Collected data:

▼▼▼

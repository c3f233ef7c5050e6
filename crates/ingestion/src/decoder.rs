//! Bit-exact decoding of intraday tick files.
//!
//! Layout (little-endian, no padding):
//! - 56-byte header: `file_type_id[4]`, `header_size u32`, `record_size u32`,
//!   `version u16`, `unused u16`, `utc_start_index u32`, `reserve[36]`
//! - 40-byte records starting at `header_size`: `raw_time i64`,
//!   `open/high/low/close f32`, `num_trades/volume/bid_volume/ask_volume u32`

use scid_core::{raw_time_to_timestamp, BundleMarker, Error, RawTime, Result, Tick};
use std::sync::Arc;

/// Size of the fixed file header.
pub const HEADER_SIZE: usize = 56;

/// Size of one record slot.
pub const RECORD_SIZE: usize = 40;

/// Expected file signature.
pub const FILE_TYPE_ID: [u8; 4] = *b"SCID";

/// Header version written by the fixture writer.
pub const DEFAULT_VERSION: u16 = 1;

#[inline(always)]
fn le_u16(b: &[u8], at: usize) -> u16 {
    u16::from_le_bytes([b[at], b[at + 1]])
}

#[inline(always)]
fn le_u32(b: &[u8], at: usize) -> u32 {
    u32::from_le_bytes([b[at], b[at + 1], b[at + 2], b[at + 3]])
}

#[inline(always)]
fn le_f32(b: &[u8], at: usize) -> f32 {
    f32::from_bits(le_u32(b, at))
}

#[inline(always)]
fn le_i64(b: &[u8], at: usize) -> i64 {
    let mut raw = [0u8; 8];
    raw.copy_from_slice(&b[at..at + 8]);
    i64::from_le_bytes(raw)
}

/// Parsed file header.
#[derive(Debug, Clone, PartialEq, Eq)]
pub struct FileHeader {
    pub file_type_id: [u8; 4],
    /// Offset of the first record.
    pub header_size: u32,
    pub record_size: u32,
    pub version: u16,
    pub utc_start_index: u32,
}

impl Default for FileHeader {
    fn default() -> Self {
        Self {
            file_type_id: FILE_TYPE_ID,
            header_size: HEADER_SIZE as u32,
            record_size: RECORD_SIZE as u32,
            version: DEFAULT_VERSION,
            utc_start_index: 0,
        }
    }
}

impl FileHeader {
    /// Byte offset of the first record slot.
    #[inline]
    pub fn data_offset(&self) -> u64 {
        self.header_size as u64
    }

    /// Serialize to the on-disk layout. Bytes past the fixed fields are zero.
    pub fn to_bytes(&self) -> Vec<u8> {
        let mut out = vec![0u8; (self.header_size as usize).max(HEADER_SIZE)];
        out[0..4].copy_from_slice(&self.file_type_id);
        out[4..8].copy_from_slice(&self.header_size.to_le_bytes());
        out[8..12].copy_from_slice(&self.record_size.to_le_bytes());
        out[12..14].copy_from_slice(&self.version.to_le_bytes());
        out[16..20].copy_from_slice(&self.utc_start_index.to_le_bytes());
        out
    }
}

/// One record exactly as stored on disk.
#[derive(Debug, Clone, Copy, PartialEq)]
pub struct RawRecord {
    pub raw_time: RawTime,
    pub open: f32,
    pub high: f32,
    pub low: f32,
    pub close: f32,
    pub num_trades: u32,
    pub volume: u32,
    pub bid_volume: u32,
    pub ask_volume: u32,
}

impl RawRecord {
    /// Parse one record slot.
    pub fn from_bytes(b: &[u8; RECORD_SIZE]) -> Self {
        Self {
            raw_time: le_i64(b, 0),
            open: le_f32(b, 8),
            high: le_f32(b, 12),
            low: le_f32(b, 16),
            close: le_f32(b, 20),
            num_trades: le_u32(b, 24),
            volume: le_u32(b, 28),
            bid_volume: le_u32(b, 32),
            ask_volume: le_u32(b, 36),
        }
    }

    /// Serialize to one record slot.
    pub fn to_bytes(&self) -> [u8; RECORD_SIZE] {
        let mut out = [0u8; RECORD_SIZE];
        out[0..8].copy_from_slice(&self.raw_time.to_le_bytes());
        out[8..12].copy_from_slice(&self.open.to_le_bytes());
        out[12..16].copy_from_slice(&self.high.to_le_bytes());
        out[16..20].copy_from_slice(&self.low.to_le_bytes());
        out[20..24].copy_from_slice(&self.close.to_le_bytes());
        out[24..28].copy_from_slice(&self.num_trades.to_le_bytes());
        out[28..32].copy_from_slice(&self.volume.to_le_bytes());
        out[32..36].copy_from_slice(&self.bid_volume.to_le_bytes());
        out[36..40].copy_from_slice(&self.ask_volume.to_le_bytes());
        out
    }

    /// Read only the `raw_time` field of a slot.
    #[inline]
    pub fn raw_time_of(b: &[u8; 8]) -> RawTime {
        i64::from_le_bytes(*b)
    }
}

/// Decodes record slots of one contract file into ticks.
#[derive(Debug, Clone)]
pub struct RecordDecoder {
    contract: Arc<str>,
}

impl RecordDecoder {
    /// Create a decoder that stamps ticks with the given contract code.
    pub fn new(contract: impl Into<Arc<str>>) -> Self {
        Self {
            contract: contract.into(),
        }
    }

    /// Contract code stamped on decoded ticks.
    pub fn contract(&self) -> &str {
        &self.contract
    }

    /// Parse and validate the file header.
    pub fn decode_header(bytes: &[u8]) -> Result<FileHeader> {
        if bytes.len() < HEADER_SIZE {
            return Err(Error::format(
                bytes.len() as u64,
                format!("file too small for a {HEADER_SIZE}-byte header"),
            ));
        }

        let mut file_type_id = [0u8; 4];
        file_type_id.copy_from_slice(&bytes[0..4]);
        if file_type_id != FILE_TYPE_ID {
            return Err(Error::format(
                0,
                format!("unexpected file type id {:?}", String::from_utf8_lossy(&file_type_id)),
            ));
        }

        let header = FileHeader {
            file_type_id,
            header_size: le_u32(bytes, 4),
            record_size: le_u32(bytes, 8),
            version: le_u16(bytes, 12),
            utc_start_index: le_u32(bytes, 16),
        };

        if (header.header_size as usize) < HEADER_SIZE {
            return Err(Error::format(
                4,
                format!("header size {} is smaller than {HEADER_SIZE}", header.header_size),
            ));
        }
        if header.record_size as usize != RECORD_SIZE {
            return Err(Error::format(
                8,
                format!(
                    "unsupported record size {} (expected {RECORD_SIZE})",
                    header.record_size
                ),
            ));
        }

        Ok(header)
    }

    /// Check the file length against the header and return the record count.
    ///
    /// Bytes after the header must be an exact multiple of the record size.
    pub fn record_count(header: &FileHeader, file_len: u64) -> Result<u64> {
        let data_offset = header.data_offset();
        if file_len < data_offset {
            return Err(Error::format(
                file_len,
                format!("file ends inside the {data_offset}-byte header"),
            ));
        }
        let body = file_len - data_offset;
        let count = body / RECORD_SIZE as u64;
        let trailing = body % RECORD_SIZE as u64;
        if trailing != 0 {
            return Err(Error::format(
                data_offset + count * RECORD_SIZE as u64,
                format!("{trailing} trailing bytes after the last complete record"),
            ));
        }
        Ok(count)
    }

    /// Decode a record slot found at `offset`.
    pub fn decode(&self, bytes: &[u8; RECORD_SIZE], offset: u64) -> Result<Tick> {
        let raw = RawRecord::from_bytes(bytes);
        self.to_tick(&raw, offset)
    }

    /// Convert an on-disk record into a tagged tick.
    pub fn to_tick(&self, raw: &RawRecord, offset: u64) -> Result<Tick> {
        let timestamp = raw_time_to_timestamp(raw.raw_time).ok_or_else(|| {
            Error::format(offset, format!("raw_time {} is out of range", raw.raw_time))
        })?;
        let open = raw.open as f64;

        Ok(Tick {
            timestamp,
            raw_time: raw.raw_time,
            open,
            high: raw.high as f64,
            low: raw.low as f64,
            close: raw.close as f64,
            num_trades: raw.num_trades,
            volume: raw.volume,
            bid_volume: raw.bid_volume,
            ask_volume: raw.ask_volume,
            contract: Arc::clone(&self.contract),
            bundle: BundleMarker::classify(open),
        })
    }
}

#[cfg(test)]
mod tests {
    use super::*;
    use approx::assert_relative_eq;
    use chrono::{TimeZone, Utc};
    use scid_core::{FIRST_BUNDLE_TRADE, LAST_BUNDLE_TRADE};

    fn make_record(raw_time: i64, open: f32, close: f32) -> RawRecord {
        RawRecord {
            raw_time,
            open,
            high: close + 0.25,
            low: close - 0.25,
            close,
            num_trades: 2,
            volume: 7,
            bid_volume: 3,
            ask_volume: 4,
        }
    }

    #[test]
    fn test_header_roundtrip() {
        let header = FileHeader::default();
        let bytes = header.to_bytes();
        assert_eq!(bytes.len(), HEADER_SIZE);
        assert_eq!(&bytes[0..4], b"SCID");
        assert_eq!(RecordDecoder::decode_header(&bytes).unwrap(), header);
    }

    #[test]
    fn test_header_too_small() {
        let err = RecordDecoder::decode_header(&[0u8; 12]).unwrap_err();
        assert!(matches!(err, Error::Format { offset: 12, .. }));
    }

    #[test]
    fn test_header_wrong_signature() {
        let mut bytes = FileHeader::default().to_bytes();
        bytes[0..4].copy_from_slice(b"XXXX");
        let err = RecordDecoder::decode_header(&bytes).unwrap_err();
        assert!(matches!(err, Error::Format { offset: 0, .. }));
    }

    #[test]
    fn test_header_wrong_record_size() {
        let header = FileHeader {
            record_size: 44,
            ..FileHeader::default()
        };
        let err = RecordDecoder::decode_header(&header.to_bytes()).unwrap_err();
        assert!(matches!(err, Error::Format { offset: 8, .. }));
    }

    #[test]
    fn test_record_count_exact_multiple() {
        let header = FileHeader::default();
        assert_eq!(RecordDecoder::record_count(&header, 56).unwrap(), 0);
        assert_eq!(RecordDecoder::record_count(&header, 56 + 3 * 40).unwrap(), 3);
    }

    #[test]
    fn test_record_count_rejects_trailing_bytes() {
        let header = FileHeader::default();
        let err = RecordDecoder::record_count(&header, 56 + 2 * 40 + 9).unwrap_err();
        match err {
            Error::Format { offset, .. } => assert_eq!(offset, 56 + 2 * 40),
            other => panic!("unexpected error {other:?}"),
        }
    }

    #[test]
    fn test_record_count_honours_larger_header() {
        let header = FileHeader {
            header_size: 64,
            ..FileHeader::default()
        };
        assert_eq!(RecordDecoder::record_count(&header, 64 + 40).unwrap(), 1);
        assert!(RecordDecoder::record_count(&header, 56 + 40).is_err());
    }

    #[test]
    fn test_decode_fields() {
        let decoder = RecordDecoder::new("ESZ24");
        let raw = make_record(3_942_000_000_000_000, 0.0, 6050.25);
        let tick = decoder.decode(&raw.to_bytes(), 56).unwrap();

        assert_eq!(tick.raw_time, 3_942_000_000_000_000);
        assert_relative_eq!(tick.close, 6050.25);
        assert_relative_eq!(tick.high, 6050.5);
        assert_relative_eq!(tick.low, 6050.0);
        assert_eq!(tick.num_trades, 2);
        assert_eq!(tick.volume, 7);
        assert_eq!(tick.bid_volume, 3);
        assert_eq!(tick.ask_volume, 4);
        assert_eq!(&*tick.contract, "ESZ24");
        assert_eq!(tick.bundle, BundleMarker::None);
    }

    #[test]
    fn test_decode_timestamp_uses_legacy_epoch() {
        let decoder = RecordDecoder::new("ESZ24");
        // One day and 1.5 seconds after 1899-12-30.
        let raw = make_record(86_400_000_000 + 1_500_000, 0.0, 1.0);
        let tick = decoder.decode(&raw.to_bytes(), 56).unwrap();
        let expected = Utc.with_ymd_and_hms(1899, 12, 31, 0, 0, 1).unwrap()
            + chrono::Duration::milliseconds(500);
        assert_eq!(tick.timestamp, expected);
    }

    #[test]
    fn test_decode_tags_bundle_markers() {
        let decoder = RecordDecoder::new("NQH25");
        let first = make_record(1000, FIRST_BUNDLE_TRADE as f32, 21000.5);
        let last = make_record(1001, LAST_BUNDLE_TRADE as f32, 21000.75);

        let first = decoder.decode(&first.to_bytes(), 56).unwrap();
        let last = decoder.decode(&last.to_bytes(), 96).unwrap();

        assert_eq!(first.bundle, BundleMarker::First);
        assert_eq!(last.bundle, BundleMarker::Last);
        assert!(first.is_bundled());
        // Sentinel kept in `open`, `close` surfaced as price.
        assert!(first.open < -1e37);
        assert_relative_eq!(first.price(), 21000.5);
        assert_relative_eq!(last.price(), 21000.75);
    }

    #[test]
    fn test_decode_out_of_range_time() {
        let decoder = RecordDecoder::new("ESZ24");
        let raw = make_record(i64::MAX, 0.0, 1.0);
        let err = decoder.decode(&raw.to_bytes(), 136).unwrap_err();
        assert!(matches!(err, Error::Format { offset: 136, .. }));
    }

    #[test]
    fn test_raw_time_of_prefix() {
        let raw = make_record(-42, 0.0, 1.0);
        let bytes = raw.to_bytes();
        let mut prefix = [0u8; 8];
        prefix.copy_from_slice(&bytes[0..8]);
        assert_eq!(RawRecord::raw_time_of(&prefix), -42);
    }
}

▲▲▲

PROMPT:
Find every line in the records above that holds the word "disk", and copy each one.

THE COMPLETED TASK:
    /// Serialize to the on-disk layout. Bytes past the fixed fields are zero.
/// One record exactly as stored on disk.
    /// Convert an on-disk record into a tagged tick.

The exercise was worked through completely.